Should programmers delete or avoid the use of map clauses for a USM application? Absolutely NOT! There are two reasons to continue use of map clauses in USM mode: performance and portability.
From a performance perspective the map clauses may trigger more than the implied copy semantics. They provide important information to the compiler and runtime regarding if and how variables are accessed in the target region (on the GPU). This information allows the compiler or runtime to allocate and/or manage device memory in an optimal fashion.
There are two portability motivations for map clauses. The first is that the application is portable to accelerators/GPUs that do not provide unified shared memory. The 2nd is the ability to build and run your application in default mode on the same USM-capable GPU.

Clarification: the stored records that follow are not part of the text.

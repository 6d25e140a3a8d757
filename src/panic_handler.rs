use std::panic;

/// Installs pretty backtraces in debug builds and human-panic reports in
/// release builds. The panic is also written to the log file.
pub fn initialize_panic_handler() {
    if cfg!(debug_assertions) {
        better_panic::install();
    } else {
        human_panic::setup_panic!();
    }

    let default_hook = panic::take_hook();
    panic::set_hook(Box::new(move |panic_info| {
        log::error!("Panic: {panic_info}");
        log::logger().flush();

        default_hook(panic_info);

        std::process::exit(1);
    }));
}
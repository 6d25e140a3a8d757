//! Best-effort extraction of word-by-word data from verse pages.
//!
//! The source site has no API, so this guesses which elements are words from
//! class names and Arabic code points. Expect it to need adjusting when the
//! site markup changes.

use super::{AnnotationFetcher, AnnotationKey, AnnotationRecord, FetchMethod, WordEntry};
use crate::render::HeadlessBrowser;
use anyhow::{Context, Result};
use html5ever::parse_document;
use html5ever::tendril::TendrilSink;
use markup5ever_rcdom::{Handle, NodeData, RcDom};
use reqwest::blocking::Client;
use reqwest::header::{HeaderMap, HeaderValue, USER_AGENT};
use std::time::Duration;

const BROWSER_USER_AGENT: &str = "Mozilla/5.0 (Macintosh; Intel Mac OS X 10_15_7) AppleWebKit/537.36 (KHTML, like Gecko) Chrome/91.0.4472.124 Safari/537.36";

/// Fallback lines longer than this are verse text or prose, not single words.
const MAX_FALLBACK_WORD_CHARS: usize = 50;

fn is_arabic(c: char) -> bool {
    ('\u{0600}'..='\u{06FF}').contains(&c)
}

fn has_arabic(text: &str) -> bool {
    text.chars().any(is_arabic)
}

fn verse_url(base_url: &str, key: AnnotationKey) -> String {
    format!(
        "{}/{}/{}",
        base_url.trim_end_matches('/'),
        key.group_id,
        key.in_group_seq
    )
}

/// Fetches the server-rendered page with a plain GET.
pub struct StaticHtmlFetcher {
    client: Client,
    base_url: String,
}

impl StaticHtmlFetcher {
    pub fn new(base_url: &str, timeout: Duration) -> Result<Self> {
        let mut headers = HeaderMap::new();
        headers.insert(USER_AGENT, HeaderValue::from_static(BROWSER_USER_AGENT));
        let client = Client::builder()
            .timeout(timeout)
            .default_headers(headers)
            .build()
            .context("failed to build scrape HTTP client")?;
        Ok(Self {
            client,
            base_url: base_url.to_string(),
        })
    }
}

impl AnnotationFetcher for StaticHtmlFetcher {
    fn method(&self) -> FetchMethod {
        FetchMethod::Static
    }

    fn url_for(&self, key: AnnotationKey) -> String {
        verse_url(&self.base_url, key)
    }

    fn fetch(&self, key: AnnotationKey) -> Result<AnnotationRecord> {
        let url = self.url_for(key);
        let html = self
            .client
            .get(&url)
            .send()
            .and_then(|r| r.error_for_status())
            .and_then(|r| r.text())
            .with_context(|| format!("GET {url}"))?;
        let words = extract_words(&html);
        Ok(AnnotationRecord::new(key, url, FetchMethod::Static, words))
    }
}

/// Lets a headless browser run the page scripts before extracting.
pub struct BrowserFetcher {
    browser: HeadlessBrowser,
    base_url: String,
}

impl BrowserFetcher {
    pub fn new(browser: HeadlessBrowser, base_url: &str) -> Self {
        Self {
            browser,
            base_url: base_url.to_string(),
        }
    }
}

impl AnnotationFetcher for BrowserFetcher {
    fn method(&self) -> FetchMethod {
        FetchMethod::Browser
    }

    fn url_for(&self, key: AnnotationKey) -> String {
        verse_url(&self.base_url, key)
    }

    fn fetch(&self, key: AnnotationKey) -> Result<AnnotationRecord> {
        let url = self.url_for(key);
        let html = self
            .browser
            .dump_dom(&url)
            .with_context(|| format!("browser load of {url}"))?;
        let words = extract_words(&html);
        Ok(AnnotationRecord::new(key, url, FetchMethod::Browser, words))
    }
}

/// Pulls word entries out of a verse page.
///
/// Elements whose class mentions "word" (or that carry `data-word`) are taken
/// as words, outermost first. Inside one, children classed as translation /
/// meaning / transliteration fill those fields; otherwise the non-Arabic
/// tokens are split between transliteration (lowercase or hyphenated) and
/// translation. With no such elements, short Arabic text lines are used.
pub fn extract_words(html: &str) -> Vec<WordEntry> {
    let dom = match parse_document(RcDom::default(), Default::default())
        .from_utf8()
        .read_from(&mut html.as_bytes())
    {
        Ok(dom) => dom,
        Err(e) => {
            log::warn!("Failed to parse verse page: {e}");
            return Vec::new();
        }
    };

    let mut candidates = Vec::new();
    collect_word_elements(&dom.document, &mut candidates);

    let words: Vec<WordEntry> = candidates.iter().filter_map(word_from_element).collect();
    if !words.is_empty() {
        return words;
    }

    let mut text = String::new();
    collect_text(&dom.document, &mut text);
    text.lines()
        .map(str::trim)
        .filter(|line| has_arabic(line) && line.chars().count() < MAX_FALLBACK_WORD_CHARS)
        .map(WordEntry::new)
        .collect()
}

fn attr(node: &Handle, name: &str) -> Option<String> {
    match &node.data {
        NodeData::Element { attrs, .. } => attrs
            .borrow()
            .iter()
            .find(|a| &*a.name.local == name)
            .map(|a| a.value.to_string()),
        _ => None,
    }
}

fn class_of(node: &Handle) -> String {
    attr(node, "class").unwrap_or_default().to_lowercase()
}

fn is_skipped(node: &Handle) -> bool {
    match &node.data {
        NodeData::Element { name, .. } => {
            matches!(&*name.local, "script" | "style" | "head" | "noscript")
        }
        _ => false,
    }
}

fn is_word_element(node: &Handle) -> bool {
    if !matches!(node.data, NodeData::Element { .. }) {
        return false;
    }
    class_of(node).contains("word") || attr(node, "data-word").is_some()
}

fn collect_word_elements(node: &Handle, out: &mut Vec<Handle>) {
    if is_skipped(node) {
        return;
    }
    if is_word_element(node) {
        out.push(node.clone());
        return;
    }
    for child in node.children.borrow().iter() {
        collect_word_elements(child, out);
    }
}

/// Concatenated text of a subtree, with block-ish boundaries as newlines.
fn collect_text(node: &Handle, out: &mut String) {
    if is_skipped(node) {
        return;
    }
    match &node.data {
        NodeData::Text { contents } => out.push_str(&contents.borrow()),
        NodeData::Element { name, .. } => {
            let block = matches!(
                &*name.local,
                "div" | "p" | "li" | "br" | "tr" | "h1" | "h2" | "h3" | "h4" | "h5" | "h6"
            );
            if block {
                out.push('\n');
            }
            for child in node.children.borrow().iter() {
                collect_text(child, out);
            }
            if block {
                out.push('\n');
            }
        }
        _ => {
            for child in node.children.borrow().iter() {
                collect_text(child, out);
            }
        }
    }
}

fn text_of(node: &Handle) -> String {
    let mut text = String::new();
    collect_text(node, &mut text);
    text.split_whitespace().collect::<Vec<_>>().join(" ")
}

fn find_classed(node: &Handle, hints: &[&str]) -> Option<String> {
    for child in node.children.borrow().iter() {
        let class = class_of(child);
        if hints.iter().any(|hint| class.contains(hint)) {
            let text = text_of(child);
            if !text.is_empty() {
                return Some(text);
            }
        }
        if let Some(found) = find_classed(child, hints) {
            return Some(found);
        }
    }
    None
}

fn word_from_element(node: &Handle) -> Option<WordEntry> {
    let text = text_of(node);
    if !has_arabic(&text) {
        return None;
    }

    let (arabic_tokens, other_tokens): (Vec<&str>, Vec<&str>) =
        text.split_whitespace().partition(|token| has_arabic(token));
    let mut entry = WordEntry::new(arabic_tokens.join(" "));

    let translation = find_classed(node, &["translation", "meaning"]);
    let transliteration = find_classed(node, &["translit"]);
    if translation.is_some() || transliteration.is_some() {
        entry.translation = translation.unwrap_or_default();
        entry.transliteration = transliteration.unwrap_or_default();
        return Some(entry);
    }

    let (translit, gloss): (Vec<&str>, Vec<&str>) = other_tokens
        .into_iter()
        .partition(|token| token.contains('-') || token.chars().any(char::is_lowercase));
    entry.transliteration = translit.join(" ");
    entry.translation = gloss.join(" ");
    Some(entry)
}
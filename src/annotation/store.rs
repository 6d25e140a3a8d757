use super::{AnnotationKey, AnnotationRecord};
use crate::progress::write_atomically;
use anyhow::{Context, Result};
use std::collections::BTreeMap;
use std::fs;
use std::path::{Path, PathBuf};
use std::sync::Mutex;

pub type AnnotationMap = BTreeMap<AnnotationKey, AnnotationRecord>;

/// Whole-map persistence for annotation records.
pub trait AnnotationStore: Send + Sync {
    /// Returns an empty map when nothing has been stored yet.
    fn load(&self) -> Result<AnnotationMap>;

    fn save(&self, map: &AnnotationMap) -> Result<()>;
}

/// Pretty-printed JSON object keyed by `"surah:ayah"`.
pub struct FileAnnotationStore {
    file_path: PathBuf,
}

impl FileAnnotationStore {
    pub fn new(file_path: impl Into<PathBuf>) -> Self {
        Self {
            file_path: file_path.into(),
        }
    }

    pub fn path(&self) -> &Path {
        &self.file_path
    }
}

impl AnnotationStore for FileAnnotationStore {
    fn load(&self) -> Result<AnnotationMap> {
        if !self.file_path.exists() {
            return Ok(AnnotationMap::new());
        }
        let content = fs::read_to_string(&self.file_path)
            .with_context(|| format!("Failed to read annotation cache {:?}", self.file_path))?;
        serde_json::from_str(&content)
            .with_context(|| format!("Malformed annotation cache {:?}", self.file_path))
    }

    fn save(&self, map: &AnnotationMap) -> Result<()> {
        let content = serde_json::to_string_pretty(map)?;
        write_atomically(&self.file_path, content.as_bytes())?;
        log::debug!("Saved {} annotation records to {:?}", map.len(), self.file_path);
        Ok(())
    }
}

#[derive(Default)]
pub struct MemoryAnnotationStore {
    map: Mutex<AnnotationMap>,
}

impl MemoryAnnotationStore {
    pub fn new() -> Self {
        Self::default()
    }
}

impl AnnotationStore for MemoryAnnotationStore {
    fn load(&self) -> Result<AnnotationMap> {
        let guard = self
            .map
            .lock()
            .map_err(|_| anyhow::anyhow!("annotation store lock poisoned"))?;
        Ok(guard.clone())
    }

    fn save(&self, map: &AnnotationMap) -> Result<()> {
        let mut guard = self
            .map
            .lock()
            .map_err(|_| anyhow::anyhow!("annotation store lock poisoned"))?;
        *guard = map.clone();
        Ok(())
    }
}
use crate::corpus::{CorpusClient, Variant};
use crate::page::{PageNumber, TOTAL_PAGES};
use crate::progress::{ProgressStore, ProgressSummary};
use crate::render::{RenderArtifact, RenderPipeline};
use crate::selector::{PageSelector, Selection};
use anyhow::Result;
use log::{error, info, warn};
use rand::Rng;
use serde::Serialize;
use std::path::PathBuf;
use std::sync::Arc;

/// What a top-level operation reports back to whoever drives it.
#[derive(Debug, Clone, Serialize)]
pub struct GenerateOutcome {
    pub success: bool,
    pub message: String,
    #[serde(skip_serializing_if = "Option::is_none")]
    pub page: Option<PageNumber>,
    #[serde(skip_serializing_if = "Option::is_none")]
    pub summary: Option<String>,
    #[serde(skip_serializing_if = "Option::is_none")]
    pub artifact: Option<PathBuf>,
    #[serde(skip_serializing_if = "Option::is_none")]
    pub study_link: Option<String>,
    /// Set when there was nothing left to render because every page is revised.
    pub exhausted: bool,
}

impl GenerateOutcome {
    fn failure(message: String, page: Option<PageNumber>) -> Self {
        Self {
            success: false,
            message,
            page,
            summary: None,
            artifact: None,
            study_link: None,
            exhausted: false,
        }
    }

    fn exhausted() -> Self {
        Self {
            exhausted: true,
            ..Self::failure(
                format!("Congratulations! You have revised all {TOTAL_PAGES} pages"),
                None,
            )
        }
    }

    fn rendered(artifact: RenderArtifact, study_link: Option<String>) -> Self {
        Self {
            success: true,
            message: format!("Page {} generated successfully", artifact.page),
            page: Some(artifact.page),
            summary: Some(artifact.summary),
            artifact: Some(artifact.path),
            study_link,
            exhausted: false,
        }
    }
}

/// Ties selection, rendering and progress together.
pub struct Reviser {
    progress: Arc<dyn ProgressStore>,
    corpus: Arc<dyn CorpusClient>,
    pipeline: RenderPipeline,
    study_base_url: String,
}

impl Reviser {
    pub fn new(
        progress: Arc<dyn ProgressStore>,
        corpus: Arc<dyn CorpusClient>,
        pipeline: RenderPipeline,
        study_base_url: impl Into<String>,
    ) -> Self {
        Self {
            progress,
            corpus,
            pipeline,
            study_base_url: study_base_url.into(),
        }
    }

    pub fn progress(&self) -> Result<ProgressSummary> {
        Ok(self.progress.load()?.summary())
    }

    /// Revised pages in ascending order.
    pub fn completed(&self) -> Result<Vec<PageNumber>> {
        Ok(self.progress.load()?.iter().collect())
    }

    /// Picks an unrevised page and renders it.
    pub fn generate_next(&self) -> GenerateOutcome {
        self.generate_next_with(&mut rand::thread_rng())
    }

    pub fn generate_next_with<R: Rng + ?Sized>(&self, rng: &mut R) -> GenerateOutcome {
        let selection = match PageSelector::new(self.progress.as_ref()).select_with(rng) {
            Ok(selection) => selection,
            Err(e) => {
                error!("Failed to load progress: {e:#}");
                return GenerateOutcome::failure(format!("Could not read progress: {e:#}"), None);
            }
        };
        match selection {
            Selection::Exhausted => {
                info!("All pages revised");
                GenerateOutcome::exhausted()
            }
            Selection::Page(page) => self.render_page(page),
        }
    }

    /// Renders a specific page, whether or not it was revised before.
    pub fn render_page(&self, page: PageNumber) -> GenerateOutcome {
        match self.pipeline.render(page) {
            Ok(artifact) => {
                let link = artifact
                    .first_verse
                    .map(|(group_id, seq)| self.study_url(group_id, seq));
                GenerateOutcome::rendered(artifact, link)
            }
            Err(e) => {
                error!("Page {page} failed: {e}");
                GenerateOutcome::failure(format!("Error generating page image: {e}"), Some(page))
            }
        }
    }

    /// Word-by-word link for the first verse on the page. Best effort.
    pub fn study_link(&self, page: PageNumber) -> Option<String> {
        match self.corpus.page_units(page, Variant::Arabic) {
            Ok(units) => units
                .first()
                .map(|unit| self.study_url(unit.group_id, unit.in_group_seq)),
            Err(e) => {
                warn!("No study link for page {page}: {e}");
                None
            }
        }
    }

    fn study_url(&self, group_id: u32, in_group_seq: u32) -> String {
        format!(
            "{}/{}/{}",
            self.study_base_url.trim_end_matches('/'),
            group_id,
            in_group_seq
        )
    }
}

GPU page migration is not necessary for correct OpenMP applications in default mode. Some GPUs may provide optimizations when GPU page migration is disabled. Furthermore, the runtime copy semantics of OpenMP map clauses may be more efficient than automatic page migration in USM mode. This could include directed prefetch constructs that may be more difficult to implement with the USM page subsystem.
Summary: In default OpenMP mode, host consistency is established at the boundaries of target regions via the copy semantics implied by map clauses. In USM mode, host consistency is established with page migration which could be less efficient. A colleague reminded me of an old adage that I like to repeat; “ In HPC, all paging is bad paging”. So for performance and portability, I strongly recommend OpenMP programmers continue to use map clauses and test their applications in default mode (without the USM pragma).
Opinions are my own, not my employer.